Thread
As winter approaches, here's a story about why hardware is hard. ❄️🥶

About a year ago, we started getting reports from the field about undesirable behavior when our robots were turned on. They would behave unpredictably.
Our engineering and CS team investigated all such reports to try to discover the root cause. Every time a report came in from the field, we'd immediately troubleshoot. We'd bring the robot back in house to try to replicate the failure.
We couldn't reproduce it, but we did come up with a theory for why it was happening. It was the coupler that connected the motor to the wheel. If this came loose, the wheel wouldn't turn when it should and the robot would drive unpredictably.
So we redesigned the coupler system so that it wouldn't slip under normal operation, and rolled out the fix to all robots. With many in customer hands, it took a while to cycle through them all.
We also developed a field fix that involved taking the robot apart and tightening the coupler. The next time a customer called in with this problem, we had them apply this fix. And it worked! Problem solved.
Fast forward to 2022. Last month, we started getting reports again of robots behaving erratically in the field. Again we brought the robots back in house, again we couldn't reproduce the behavior.
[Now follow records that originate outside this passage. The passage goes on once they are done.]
//! Signed cookies carrying the logged-in GitHub user, plus the XSRF token.
//!
//! A signed value is `base64url(value) "." base64url(hmac_sha256(name "|" payload))`,
//! so a cookie cannot be replayed under a different name.

use axum::http::header::COOKIE;
use axum::http::HeaderMap;
use base64::engine::general_purpose::URL_SAFE_NO_PAD;
use base64::Engine;
use hmac::{Hmac, Mac};
use serde::{Deserialize, Serialize};
use sha2::Sha256;

type HmacSha256 = Hmac<Sha256>;

pub const USER_COOKIE: &str = "user";
pub const XSRF_COOKIE: &str = "_xsrf";
pub const XSRF_FIELD: &str = "_xsrf";

/// The logged-in user as stored in the `user` cookie.
#[derive(Debug, Clone, PartialEq, Eq, Serialize, Deserialize)]
pub struct SessionUser {
    pub login: String,
    #[serde(default)]
    pub id: Option<u64>,
    pub access_token: String,
}

// ---------------------------------------------------------------------------
// CookieSigner
// ---------------------------------------------------------------------------

#[derive(Clone)]
pub struct CookieSigner {
    key: Vec<u8>,
}

impl CookieSigner {
    pub fn new(secret: &str) -> Self {
        Self {
            key: secret.as_bytes().to_vec(),
        }
    }

    fn mac(&self, name: &str, payload: &str) -> HmacSha256 {
        let mut mac = HmacSha256::new_from_slice(&self.key)
            .expect("infallible: HMAC accepts keys of any length");
        mac.update(name.as_bytes());
        mac.update(b"|");
        mac.update(payload.as_bytes());
        mac
    }

    pub fn sign(&self, name: &str, value: &str) -> String {
        let payload = URL_SAFE_NO_PAD.encode(value);
        let signature = URL_SAFE_NO_PAD.encode(self.mac(name, &payload).finalize().into_bytes());
        format!("{payload}.{signature}")
    }

    /// The original value, or `None` if the signature does not match.
    pub fn verify(&self, name: &str, signed: &str) -> Option<String> {
        let (payload, signature) = signed.split_once('.')?;
        let signature = URL_SAFE_NO_PAD.decode(signature).ok()?;
        self.mac(name, payload).verify_slice(&signature).ok()?;
        String::from_utf8(URL_SAFE_NO_PAD.decode(payload).ok()?).ok()
    }

    pub fn user_cookie(&self, user: &SessionUser) -> String {
        let json = serde_json::to_string(user).expect("infallible: SessionUser serializes");
        set_cookie(USER_COOKIE, &self.sign(USER_COOKIE, &json))
    }

    pub fn session_user(&self, headers: &HeaderMap) -> Option<SessionUser> {
        let signed = read_cookie(headers, USER_COOKIE)?;
        let json = self.verify(USER_COOKIE, signed)?;
        serde_json::from_str(&json).ok()
    }
}

// ---------------------------------------------------------------------------
// Cookie helpers
// ---------------------------------------------------------------------------

pub fn read_cookie<'a>(headers: &'a HeaderMap, name: &str) -> Option<&'a str> {
    headers
        .get_all(COOKIE)
        .iter()
        .filter_map(|v| v.to_str().ok())
        .flat_map(|v| v.split(';'))
        .find_map(|part| {
            let (key, value) = part.trim().split_once('=')?;
            (key == name).then_some(value)
        })
}

pub fn set_cookie(name: &str, value: &str) -> String {
    format!("{name}={value}; HttpOnly; SameSite=Lax; Path=/")
}

pub fn clear_cookie(name: &str) -> String {
    format!("{name}=; Max-Age=0; HttpOnly; SameSite=Lax; Path=/")
}

/// Random 32-character alphanumeric XSRF token.
pub fn generate_xsrf_token() -> String {
    use rand::{distributions::Alphanumeric, Rng};
    rand::thread_rng()
        .sample_iter(&Alphanumeric)
        .take(32)
        .map(char::from)
        .collect()
}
This must be a new problem, we thought. After all, we had fixed the couplers and hadn't had any coupler-related issues for the past nine months. Our team started systematically debugging all other possible causes.
We assigned an intern to try to reproduce the problem. Since it seemed to happen first thing in the morning, maybe it was related to the power-up sequence. The intern turned off and on a robot hundreds of times. It never showed the problem.
Then someone had the brilliant idea to put a robot in the fridge. We pulled it out the next morning, and ... it exhibited the problem. For ten minutes. Then it stopped. Could it have something to do with temperature?
Ten minutes didn't give us a lot of time to debug before the problem went away. So we filled the fridge with robots, and took them out one by one to experiment on. The kitchen became an OR, with robot cadavers spread out on operating tables.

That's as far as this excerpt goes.